Treatment of surfaces of polymer coatings with argon plasma rendered these surfaces more hydrophilic without significantly changing their roughness and morphology. Figure 4A summarizes the viability of cells attached on 10 W polymer coating surfaces before and after argon plasma treatment. When inoculant cells were sourced from a mature biofilm, it was observed that the plasma treatment reduced the extent of attachment of the S. aureus cells, while the attachment and viability of P. aeruginosa and mixed cell populations remained similar. The likely explanation is that the treatment of polymer coatings resulted in the generation of loosely attached fragments rather than a change in the structure (and thus the elution profile) of the surface. These fragments are easily displaced from the surface, reverting the surface to a state that closely resembles that of the unmodified (as-deposited) polymer coating. Once removed, these fragments may provide an additional boost to the baseline antibacterial activity of the polymer coating, resulting in the lower number of S. aureus cells attaching to the surface. It is also possible that these fragments would have greater antibacterial activity against S. aureus cells when compared to P. aeruginosa cells.

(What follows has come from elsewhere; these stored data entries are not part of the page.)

// Copyright 2025 eraflo
//
// Licensed under the Apache License, Version 2.0 (the "License");
// you may not use this file except in compliance with the License.
// You may obtain a copy of the License at
//
//     http://www.apache.org/licenses/LICENSE-2.0
//
// Unless required by applicable law or agreed to in writing, software
// distributed under the License is distributed on an "AS IS" BASIS,
// WITHOUT WARRANTIES OR CONDITIONS OF ANY KIND, either express or implied.
// See the License for the specific language governing permissions and
// limitations under the License.

//! Fixed-function state objects: blend, depth-stencil and rasterizer.

use super::OwnedHandle;
use crate::rhi::common::{BackendHandle, ResourceId};
use crate::rhi::error::ResourceError;
use crate::rhi::traits::RhiDevice;
use std::sync::Arc;

/// A comparison between a new and a stored value.
#[derive(Debug, Clone, Copy, PartialEq, Eq, Hash)]
pub enum ComparisonFunction {
    /// Never passes.
    Never,
    /// Passes if new < stored.
    Less,
    /// Passes if new == stored.
    Equal,
    /// Passes if new <= stored.
    LessEqual,
    /// Passes if new > stored.
    Greater,
    /// Passes if new != stored.
    NotEqual,
    /// Passes if new >= stored.
    GreaterEqual,
    /// Always passes.
    Always,
}

/// Operation applied to the stencil buffer.
#[derive(Debug, Clone, Copy, PartialEq, Eq, Hash)]
pub enum StencilOperation {
    /// Keep the stored value.
    Keep,
    /// Write zero.
    Zero,
    /// Write the reference value.
    Replace,
    /// Increment and clamp.
    IncrementClamp,
}

/// A multiplier applied to source or destination color.
#[derive(Debug, Clone, Copy, PartialEq, Eq, Hash)]
pub enum BlendFactor {
    /// `0`
    Zero,
    /// `1`
    One,
    /// Source alpha.
    SrcAlpha,
    /// `1 - source alpha`.
    InvSrcAlpha,
    /// The state's constant blend factor.
    Constant,
}

/// How source and destination terms are combined.
#[derive(Debug, Clone, Copy, PartialEq, Eq, Hash)]
pub enum BlendOperation {
    /// `src + dst`
    Add,
    /// `src - dst`
    Subtract,
    /// `min(src, dst)`
    Min,
    /// `max(src, dst)`
    Max,
}

/// Which triangles are discarded.
#[derive(Debug, Clone, Copy, PartialEq, Eq, Hash)]
pub enum CullMode {
    /// Keep everything.
    None,
    /// Discard front faces.
    Front,
    /// Discard back faces.
    Back,
}

/// How triangles are filled.
#[derive(Debug, Clone, Copy, PartialEq, Eq, Hash)]
pub enum FillMode {
    /// Filled triangles.
    Solid,
    /// Edges only.
    Wireframe,
}

/// A descriptor for creating a blend state.
#[derive(Debug, Clone, Copy, PartialEq)]
pub struct BlendDesc {
    /// Whether blending is enabled.
    pub enabled: bool,
    /// Source color factor.
    pub source: BlendFactor,
    /// Destination color factor.
    pub destination: BlendFactor,
    /// Color operation.
    pub operation: BlendOperation,
    /// Source alpha factor.
    pub source_alpha: BlendFactor,
    /// Destination alpha factor.
    pub destination_alpha: BlendFactor,
    /// Alpha operation.
    pub operation_alpha: BlendOperation,
    /// Constant factor, applied to all four channels when the state is bound.
    pub blend_factor: f32,
}

impl BlendDesc {
    /// Blending disabled.
    pub fn disabled() -> Self {
        Self {
            enabled: false,
            source: BlendFactor::One,
            destination: BlendFactor::Zero,
            operation: BlendOperation::Add,
            source_alpha: BlendFactor::One,
            destination_alpha: BlendFactor::Zero,
            operation_alpha: BlendOperation::Add,
            blend_factor: 0.0,
        }
    }
}

/// A blend state.
#[derive(Debug)]
pub struct BlendState {
    id: ResourceId,
    desc: BlendDesc,
    state: OwnedHandle,
}

impl BlendState {
    /// Creates a blend state on `device`.
    pub fn new(device: &dyn RhiDevice, desc: BlendDesc) -> Result<Arc<Self>, ResourceError> {
        Ok(Arc::new(Self {
            id: ResourceId::next(),
            state: device.create_blend_state(&desc)?,
            desc,
        }))
    }

    /// The process-unique id.
    pub fn id(&self) -> ResourceId {
        self.id
    }
    /// The creation descriptor.
    pub fn desc(&self) -> &BlendDesc {
        &self.desc
    }
    /// The backend handle.
    pub fn handle(&self) -> BackendHandle {
        self.state.handle()
    }
    /// The constant blend factor.
    pub fn blend_factor(&self) -> f32 {
        self.desc.blend_factor
    }
}

/// A descriptor for creating a depth-stencil state.
#[derive(Debug, Clone, Copy, PartialEq, Eq)]
pub struct DepthStencilDesc {
    /// Whether depth testing is enabled.
    pub depth_test: bool,
    /// Whether depth writes are enabled.
    pub depth_write: bool,
    /// Depth comparison.
    pub depth_function: ComparisonFunction,
    /// Whether stencil testing is enabled.
    pub stencil_test: bool,
    /// Whether stencil writes are enabled.
    pub stencil_write: bool,
    /// Stencil comparison.
    pub stencil_function: ComparisonFunction,
    /// Operation when both tests pass.
    pub stencil_pass_operation: StencilOperation,
}

/// A depth-stencil state.
#[derive(Debug)]
pub struct DepthStencilState {
    id: ResourceId,
    desc: DepthStencilDesc,
    state: OwnedHandle,
}

impl DepthStencilState {
    /// Creates a depth-stencil state on `device`.
    pub fn new(
        device: &dyn RhiDevice,
        desc: DepthStencilDesc,
    ) -> Result<Arc<Self>, ResourceError> {
        Ok(Arc::new(Self {
            id: ResourceId::next(),
            state: device.create_depth_stencil_state(&desc)?,
            desc,
        }))
    }

    /// The process-unique id.
    pub fn id(&self) -> ResourceId {
        self.id
    }
    /// The creation descriptor.
    pub fn desc(&self) -> &DepthStencilDesc {
        &self.desc
    }
    /// The backend handle.
    pub fn handle(&self) -> BackendHandle {
        self.state.handle()
    }
}

/// A descriptor for creating a rasterizer state.
#[derive(Debug, Clone, Copy, PartialEq)]
pub struct RasterizerDesc {
    /// Face culling.
    pub cull_mode: CullMode,
    /// Fill mode.
    pub fill_mode: FillMode,
    /// Clip against the depth range.
    pub depth_clip: bool,
    /// Enable the scissor test.
    pub scissor: bool,
    /// Enable multisample rasterization.
    pub multisample: bool,
    /// Enable antialiased lines.
    pub antialiased_lines: bool,
    /// Constant depth bias.
    pub depth_bias: f32,
    /// Maximum depth bias.
    pub depth_bias_clamp: f32,
    /// Slope-scaled depth bias.
    pub depth_bias_slope_scaled: f32,
}

impl RasterizerDesc {
    /// Solid fill with the given culling and no depth bias.
    pub fn solid(cull_mode: CullMode) -> Self {
        Self {
            cull_mode,
            fill_mode: FillMode::Solid,
            depth_clip: true,
            scissor: false,
            multisample: false,
            antialiased_lines: false,
            depth_bias: 0.0,
            depth_bias_clamp: 0.0,
            depth_bias_slope_scaled: 0.0,
        }
    }
}

/// A rasterizer state.
#[derive(Debug)]
pub struct RasterizerState {
    id: ResourceId,
    desc: RasterizerDesc,
    state: OwnedHandle,
}

impl RasterizerState {
    /// Creates a rasterizer state on `device`.
    pub fn new(device: &dyn RhiDevice, desc: RasterizerDesc) -> Result<Arc<Self>, ResourceError> {
        Ok(Arc::new(Self {
            id: ResourceId::next(),
            state: device.create_rasterizer_state(&desc)?,
            desc,
        }))
    }

    /// The process-unique id.
    pub fn id(&self) -> ResourceId {
        self.id
    }
    /// The creation descriptor.
    pub fn desc(&self) -> &RasterizerDesc {
        &self.desc
    }
    /// The backend handle.
    pub fn handle(&self) -> BackendHandle {
        self.state.handle()
    }
}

When bacterial cells for inoculation were obtained from planktonic cultures, plasma treatment of the surface again enhanced the ability to retard attachment of S. aureus cells to the same extent as observed for the biofilm-derived cells. For P. aeruginosa cells, the colony forming units on the surfaces of plasma-treated polymer coating surfaces were found to be greater in number than that observed on the as-deposited polymer coating surface. This is possibly because the change in the contact angle and concomitant change in surface morphology would enable a greater extent of attachment by P. aeruginosa cells. P. aeruginosa cells are moderately hydrophilic, with a water contact angle of ∼43°, zeta potential of −14.4 ± 0.7 mV and mobility of −1.12 (μm/s)/(V/cm), whereas S. aureus cells are more hydrophobic, with a water contact angle of ∼72°, zeta potential of −35.2 ± 1.0 mV and mobility −2 (μm/s)/(V/cm) [23]. The plasma-treated surfaces on which mixed-species cells were grown also showed greater counts of viable cells, most likely attributable to the improved attachment and survival of P. aeruginosa cells. It should be noted that while the numbers of attached viable cells in the P. aeruginosa and mixed-species experiments recorded on plasma-treated surfaces was greater than that observed on the as-deposited samples, the values were similar to those obtained for biofilm-derived cells on plasma-treated surfaces.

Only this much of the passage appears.